* Problem requirements
If a line in the listing below contains "TurnEvents", return that line.

Dataset Block Start

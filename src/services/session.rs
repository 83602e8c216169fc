use crate::core::config::Config;
use crate::core::history::{ConversationHistory, ConversationTurn, ImageReference, Role};
use crate::core::reply::StructuredReply;
use crate::services::turn::{IllustrationOutcome, TurnEvents, TurnOutcome, TurnProcessor, TurnState};
use anyhow::Result;
use indicatif::{ProgressBar, ProgressStyle};
use inquire::Text;
use std::path::{Path, PathBuf};
use std::time::{Duration, SystemTime, UNIX_EPOCH};

const QUIT_COMMAND: &str = "/quit";
const HISTORY_COMMAND: &str = "/history";

/// Interactive terminal loop. One turn runs to completion before the next
/// action is read.
pub struct StorySession {
    config: Config,
    processor: TurnProcessor,
    history: ConversationHistory,
    /// Prefix for saved images so a new session never overwrites an old one.
    session_id: String,
}

impl StorySession {
    pub fn new(config: Config, processor: TurnProcessor) -> Self {
        let history = ConversationHistory::new(&processor.story().welcome);
        let started = SystemTime::now()
            .duration_since(UNIX_EPOCH)
            .map(|d| d.as_secs())
            .unwrap_or_default();
        Self {
            config,
            processor,
            history,
            session_id: format!("session_{}", started),
        }
    }

    pub async fn run(&mut self) -> Result<()> {
        println!("=== {} ===\n", self.processor.story().title);
        if let Some(welcome) = self.history.last() {
            print_turn(welcome);
        }
        println!("(type {} to leave, {} to reread the story)\n", QUIT_COMMAND, HISTORY_COMMAND);

        loop {
            let input = match Text::new("Your action:").prompt() {
                Ok(input) => input,
                Err(_) => {
                    println!("Input closed, ending session.");
                    break;
                }
            };

            match input.trim() {
                "" => continue,
                QUIT_COMMAND => break,
                HISTORY_COMMAND => {
                    for turn in self.history.turns() {
                        print_turn(turn);
                    }
                    continue;
                }
                _ => {}
            }

            let mut events = ConsoleEvents::default();
            let result = self
                .processor
                .process_turn(&mut self.history, &input, &mut events)
                .await;
            events.stop_spinner();

            match result {
                Ok(outcome) => self.show_illustration(&outcome).await,
                Err(e) => println!("⚠️  {}\n", e),
            }
        }

        println!("The story pauses here.");
        Ok(())
    }

    async fn show_illustration(&self, outcome: &TurnOutcome) {
        match &outcome.illustration {
            IllustrationOutcome::NotRequested => {}
            IllustrationOutcome::Unavailable(_) => {
                println!("⌛ The illustrator is busy, but the story goes on...\n");
            }
            IllustrationOutcome::Ready(illustration) => match &illustration.reference {
                ImageReference::Remote { url, .. } => println!("🖼  {}\n", url),
                ImageReference::Bytes(bytes) => {
                    let path = image_path(&self.config.output_folder, &self.session_id, self.history.len());
                    match tokio::fs::write(&path, bytes).await {
                        Ok(()) => println!("🖼  Scene saved to {}\n", path.display()),
                        Err(e) => {
                            log::warn!("Failed to write {}: {}", path.display(), e);
                            println!("⌛ The scene could not be saved, but the story goes on...\n");
                        }
                    }
                }
            },
        }
    }
}

fn image_path(output_folder: &str, session_id: &str, turn_index: usize) -> PathBuf {
    Path::new(output_folder).join(format!("{}_turn_{:04}.png", session_id, turn_index))
}

fn print_turn(turn: &ConversationTurn) {
    match turn.role {
        Role::User => println!("> {}\n", turn.raw_content),
        Role::Narrator => {
            println!("{}\n", turn.rendered_narrative());
            if let Some(ImageReference::Remote { url, .. }) = &turn.image {
                println!("🖼  {}\n", url);
            }
        }
    }
}

/// Spinner while the collaborators are busy; prints the narrative as soon
/// as it is extracted.
#[derive(Default)]
struct ConsoleEvents {
    spinner: Option<ProgressBar>,
}

impl ConsoleEvents {
    fn start_spinner(&mut self, message: &str) {
        self.stop_spinner();
        let pb = ProgressBar::new_spinner();
        if let Ok(style) = ProgressStyle::default_spinner().template("{spinner:.green} {msg}") {
            pb.set_style(style);
        }
        pb.set_message(message.to_string());
        pb.enable_steady_tick(Duration::from_millis(120));
        self.spinner = Some(pb);
    }

    fn stop_spinner(&mut self) {
        if let Some(pb) = self.spinner.take() {
            pb.finish_and_clear();
        }
    }
}

impl TurnEvents for ConsoleEvents {
    fn on_state(&mut self, state: TurnState) {
        match state {
            TurnState::Generating => self.start_spinner("The Keeper is weaving reality..."),
            TurnState::Illustrating => self.start_spinner("Painting the scene..."),
            _ => self.stop_spinner(),
        }
    }

    fn on_narrative(&mut self, reply: &StructuredReply) {
        self.stop_spinner();
        println!("\n{}\n", reply.narrative);
    }
}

Dataset Block End

* Response box
use crate::services::turn::{IllustrationOutcome, TurnEvents, TurnOutcome, TurnProcessor, TurnState};
impl TurnEvents for ConsoleEvents {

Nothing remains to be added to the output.